Locally, the consumer price index for the 25-county region that includes Long Island rose 6% last month compared with February 2022. It was a repeat of January's year-over-year increase, according to the federal Bureau of Labor Statistics.

In the metropolitan region, grocery prices climbed 8.3% in February compared with a year earlier, with the largest rise, 11.1%, for cereal and baked goods. The cost of electricity and natural gas was up 20.9% and 12.6%, respectively.

The two spending categories with year-over-year price drops were gasoline, down 4.3% from February 2022, and used automobiles, down 13.6%.

"The overall [price index] has been down modestly" in recent months, said John A. Rizzo, an economist and Stony Brook University professor. "But [year-over-year price increases] were still high in February in some critical areas, such as rent, food and heating fuel...We still have a long way to go in taming inflation," he told Newsday.

Nationally, inflation pressures remain entrenched in much of the economy. Rents, grocery prices and the cost of hotels, restaurants and airplane flights have all been surging as more Americans seek housing and spend money on traveling, dining out and attending entertainment events.

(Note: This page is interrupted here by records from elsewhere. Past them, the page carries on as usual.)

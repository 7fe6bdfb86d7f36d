//! fesom_diag: post-processing of FESOM2 ocean model output
//!
//! A Rust library for reading FESOM2 meshes and results and computing the
//! standard diagnostics on them: sea-ice extent, area and volume, Hovmöller
//! (depth–time) matrices, and mesh areas and volumes per level.
//!
//! ## Key Features
//!
//! - **Mesh loading**: `nod2d.out`, `elem2d.out` and `aux3d.out`, with
//!   rotation to geographic coordinates and an explicit, fingerprinted cache
//! - **Data access**: one variable for one or more years, time-averaged or
//!   per timestep, lazily loaded or materialized
//! - **Diagnostics**: area-weighted integrals over the unstructured mesh,
//!   evaluated in parallel with Rayon
//! - **NetCDF output**: time series, Hovmöller matrices and mesh diagnostics
//!
//! ## Module Organization
//!
//! - [`mesh`]: mesh model, reader, rotation and cache
//! - [`meshdiag`]: per-level node areas and volumes
//! - [`field`]: the canonical field representation and the labeled adapter
//! - [`data`]: the data accessor, [`data::get_data`]
//! - [`data_source`]: the results store abstraction
//! - [`diagnostics`]: sea-ice integrals and Hovmöller aggregation
//! - [`statistics`]: time reductions and area-weighted sums
//! - [`netcdf_io`]: NetCDF reading and writing
//! - [`metadata`]: results directory and mesh inspection
//! - [`parallel`]: thread pool configuration
//! - [`errors`]: centralized error handling
//!
//! ## Usage
//!
//! ```rust,no_run
//! use fesom_diag::prelude::*;
//!
//! # fn main() -> fesom_diag::Result<()> {
//! let mesh = load_mesh("pi-grid", &MeshConfig::default())?;
//!
//! let a_ice = get_data("pi-results", "a_ice", 1948, &mesh, &DataOptions::default())?;
//! let extent = ice_ext(&a_ice, &mesh)?;
//! println!("{}: {:?}", extent.name, extent.values);
//!
//! let options = DataOptions {
//!     how: How::Ori,
//!     ..DataOptions::default()
//! };
//! let temp = get_data("pi-results", "temp", vec![1948, 1949], &mesh, &options)?;
//! let hovm = hovm_data(&temp, &mesh, None)?;
//! println!("mean temperature: {}", hovm_mean(&hovm));
//! # Ok(())
//! # }
//! ```

pub mod data;
pub mod data_source;
pub mod diagnostics;
pub mod errors;
pub mod field;
pub mod mesh;
pub mod meshdiag;
pub mod metadata;
pub mod netcdf_io;
pub mod parallel;
pub mod statistics;

pub use data::{get_data, get_data_from, DataOptions, How, Years};
pub use diagnostics::{
    hovm_data, hovm_mean, ice_area, ice_area_with, ice_ext, ice_ext_with, ice_vol, ice_vol_with,
    Hemisphere, IceOptions, TimeSeries,
};
pub use errors::{FesomError, Result};
pub use field::{AsField, DataArray, Dim, Field, FieldData};
pub use mesh::{load_mesh, Mesh, MeshCache, MeshConfig};
pub use meshdiag::{get_meshdiag, MeshDiag};

pub mod prelude {
    //! Commonly used imports for convenience
    pub use crate::data::{get_data, DataOptions, How};
    pub use crate::data_source::{MemoryResults, ResultsSource};
    pub use crate::diagnostics::{
        hovm_data, hovm_mean, ice_area, ice_ext, ice_vol, Hemisphere, IceOptions, TimeSeries,
    };
    pub use crate::errors::{FesomError, Result};
    pub use crate::field::{AsField, DataArray, Dim, Field, FieldData};
    pub use crate::mesh::{load_mesh, Mesh, MeshCache, MeshConfig};
    pub use crate::meshdiag::{get_meshdiag, MeshDiag};
    pub use crate::netcdf_io::{NetCDFResults, NetCDFWriter};
    pub use crate::parallel::ParallelConfig;
}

Nearly three-quarters of last month's price increase was driven by housing costs. /But most economists expect rental cost increases to slow in the coming months as more apartment buildings are constructed and new leases are signed at lower price levels. Such a decline could further slow inflation.

Prices in the economy's sprawling service sector continued to accelerate last month. Restaurant prices rose 0.6% from January to February. Auto insurance jumped 0.9%, hotel costs a dramatic 2.3%.

Air fares, after easing for several months, soared 6.4% just in February and are up 27% from a year ago. The Fed is heavily focused on services, which are labor-intensive and whose price increases are driven in large part by higher wages. Labor shortages in many services industries have led to sharp wage increases.

Clothing costs rose 0.8% last month. New car prices ticked up just 0.2% for a second straight month. Used car prices fell 2.8%, the eighth straight monthly decline.

Consumers are getting a bit of relief at the grocery store. Food prices rose 0.3% in February, the smallest monthly gain in nearly two years, though they're still up more than 10% from a year ago.

The price of eggs, which have soared 55% from a year earlier, actually dropped 6.7% just in February.

“These data support a quarter-point rate hike" at the Fed's meeting next week,” Rubeela Farooqi, chief U.S. economist at High Frequency Economics, said in a research note. /“The decision ultimately will depend not only on the economic data but also financial stability concerns, which could keep the Fed on the sidelines next week.”

Jan Hatzius, chief economist at Goldman Sachs, said Goldman now thinks the Fed’s policymakers will pause their rate increases next week. Goldman had previously predicted a quarter-point hike. In a note to clients, Hatzius noted that the Fed, for now, appears even more focused on calming the banking sector and the financial markets than on fighting inflation.

“We would be surprised if, just one week after going to great lengths to support financial stability, policymakers risked undermining their efforts by raising interest rates again,” Hatzius wrote in a separate note Monday.

If the Fed does pause its rate hikes this month, Hatzius predicted, it will likely resume them when it next meets in May. Ultimately, he still expects the Fed to raise its key rate, which affects many consumer and business loans, to about 5.4% this year, up from the current 4.6%.